DISCUSSIONS about hope and the plight of ancient Greek goddess Elpis cast the seeds which grew into this production. How does a person preserve hope when all seems lost? What might a kidnapped girl hope for, when she’s locked alone in a room?
Director Glenn Hayden and award-winning playwright (and ex-Urban Myth member) Finnegan Kruckemeyer have created an epic tale of eight young women who each struggle in their own ways against what appear to be insurmountable challenges. They may have lived in different times and far apart, but they are all linked by a shadowy secret, and a treasured photo holds the key to their mystery connection.
The Girl Who Was 100 Girls is a play full of strong female characters, and at times it seems like a bit of a battle for prominence.

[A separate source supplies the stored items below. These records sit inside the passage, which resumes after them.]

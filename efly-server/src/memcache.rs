//! Memcached text protocol adapter.
//!
//! Translates parsed memcached commands into the internal command path and re-enters the
//! dispatcher with the memcached reply builder.

use efly_facade::memcache_reply::McReplyBuilder;

use crate::conn_context::ConnectionContext;
use crate::service::Service;

/// Parsed memcached command verbs.
#[derive(Debug, Clone, Copy, PartialEq, Eq)]
pub enum McCommandKind {
    /// `set` — unconditional store.
    Set,
    /// `add` — store only when missing.
    Add,
    /// `replace` — store only when present.
    Replace,
    /// `append` — concatenate after the stored value.
    Append,
    /// `prepend` — concatenate before the stored value.
    Prepend,
    /// `delete`.
    Delete,
    /// `incr` with a delta.
    Incr,
    /// `decr` with a delta.
    Decr,
    /// `get` over one or more keys.
    Get,
    /// `quit`.
    Quit,
    /// `stats` — answered directly by the adapter.
    Stats,
    /// `version` — answered directly by the adapter.
    Version,
}

impl McCommandKind {
    fn is_store(self) -> bool {
        matches!(
            self,
            Self::Set | Self::Add | Self::Replace | Self::Append | Self::Prepend
        )
    }
}

/// One parsed memcached command.
#[derive(Debug, Clone, Default)]
pub struct MemcacheCommand {
    /// Command verb.
    pub kind: Option<McCommandKind>,
    /// Primary key, when the verb takes one.
    pub key: Vec<u8>,
    /// Additional keys for multi-key `get`.
    pub keys_ext: Vec<Vec<u8>>,
    /// Delta for `incr`/`decr`.
    pub delta: u64,
    /// Relative expiry in seconds; zero means no expiry.
    pub expire_ts: u64,
    /// Opaque client flags echoed on `VALUE` replies.
    pub flags: u32,
}

impl Service {
    /// Translates one memcached command into the internal command path and dispatches it.
    pub fn dispatch_mc(
        &self,
        cmd: &MemcacheCommand,
        value: &[u8],
        cntx: &mut ConnectionContext,
        builder: &mut McReplyBuilder,
    ) {
        let Some(kind) = cmd.kind else {
            return builder.send_client_error("bad command line format");
        };

        let (cmd_name, store_opt): (&[u8], Vec<u8>) = match kind {
            McCommandKind::Set => (b"SET", Vec::new()),
            McCommandKind::Add => (b"SET", b"NX".to_vec()),
            McCommandKind::Replace => (b"SET", b"XX".to_vec()),
            McCommandKind::Append => (b"APPEND", Vec::new()),
            McCommandKind::Prepend => (b"PREPEND", Vec::new()),
            McCommandKind::Delete => (b"DEL", Vec::new()),
            McCommandKind::Incr => (b"INCRBY", cmd.delta.to_string().into_bytes()),
            McCommandKind::Decr => (b"DECRBY", cmd.delta.to_string().into_bytes()),
            McCommandKind::Get => (b"MGET", Vec::new()),
            McCommandKind::Quit => (b"QUIT", Vec::new()),
            McCommandKind::Stats => {
                return self.stats_mc(builder);
            }
            McCommandKind::Version => {
                return builder.send_direct(&format!(
                    "VERSION {}\r\n",
                    env!("CARGO_PKG_VERSION")
                ));
            }
        };

        let mut args: Vec<Vec<u8>> = Vec::with_capacity(4 + cmd.keys_ext.len());
        args.push(cmd_name.to_vec());
        if !cmd.key.is_empty() {
            args.push(cmd.key.clone());
        }

        if kind.is_store() {
            args.push(value.to_vec());
            if !store_opt.is_empty() {
                args.push(store_opt);
            }
            if cmd.expire_ts != 0 && cmd_name == b"SET" {
                args.push(b"EX".to_vec());
                args.push(cmd.expire_ts.to_string().into_bytes());
            }
            cntx.conn_state.memcache_flag = cmd.flags;
        } else if kind == McCommandKind::Get {
            for key in &cmd.keys_ext {
                args.push(key.clone());
            }
        } else if !store_opt.is_empty() {
            args.push(store_opt);
        }

        builder.delete_reply = kind == McCommandKind::Delete;
        self.dispatch_command(args, cntx, builder);
        builder.delete_reply = false;

        // Reset back.
        cntx.conn_state.memcache_flag = 0;
    }

    /// Answers `stats` directly with a minimal snapshot.
    fn stats_mc(&self, builder: &mut McReplyBuilder) {
        builder.send_direct(&format!("STAT version {}\r\n", env!("CARGO_PKG_VERSION")));
        builder.send_direct(&format!("STAT shards {}\r\n", self.shard_set().size()));
        builder.send_direct(&format!(
            "STAT scripts {}\r\n",
            self.script_registry().len()
        ));
        builder.send_direct(&format!(
            "STAT global_lock {}\r\n",
            u8::from(self.is_shard_set_locked())
        ));
        builder.send_direct("END\r\n");
    }
}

The quieter moments are welcome and several extended monologues give a chance for individual talents to shine. Sophie Christie’s Sarah, grieving for her lost brother, shows strength as well as sorrow as she clings to her dream. Lauren Reid, as Melanie, the sister left behind, is exceptional. Her retelling of the moment she finally succumbed to grief is affecting and one of the play’s most successful scenes.
The Goodwood Institute, Urban Myth Theatre Company’s new home, felt just right for this show. Red velvet drapes and the exposed rafters of the old vaulted ceiling framed a stage set simply with corrugated-iron wings and a raised, rear platform – an atmospheric and adaptable design by Kerry Reid which made it easy to imagine locations ranging from 1800s Spain to the present day “somewhere”.
Vocal accompaniment from an all-ages women’s choir, led by Carol Young, leant an edginess and depth of emotion that balanced the occasionally overwrought acting. Members of the large ensemble cast all gave gutsy performances, and deserved the applause which followed the revelatory final scenes. A strong, dark, but ultimately positive piece of theatre.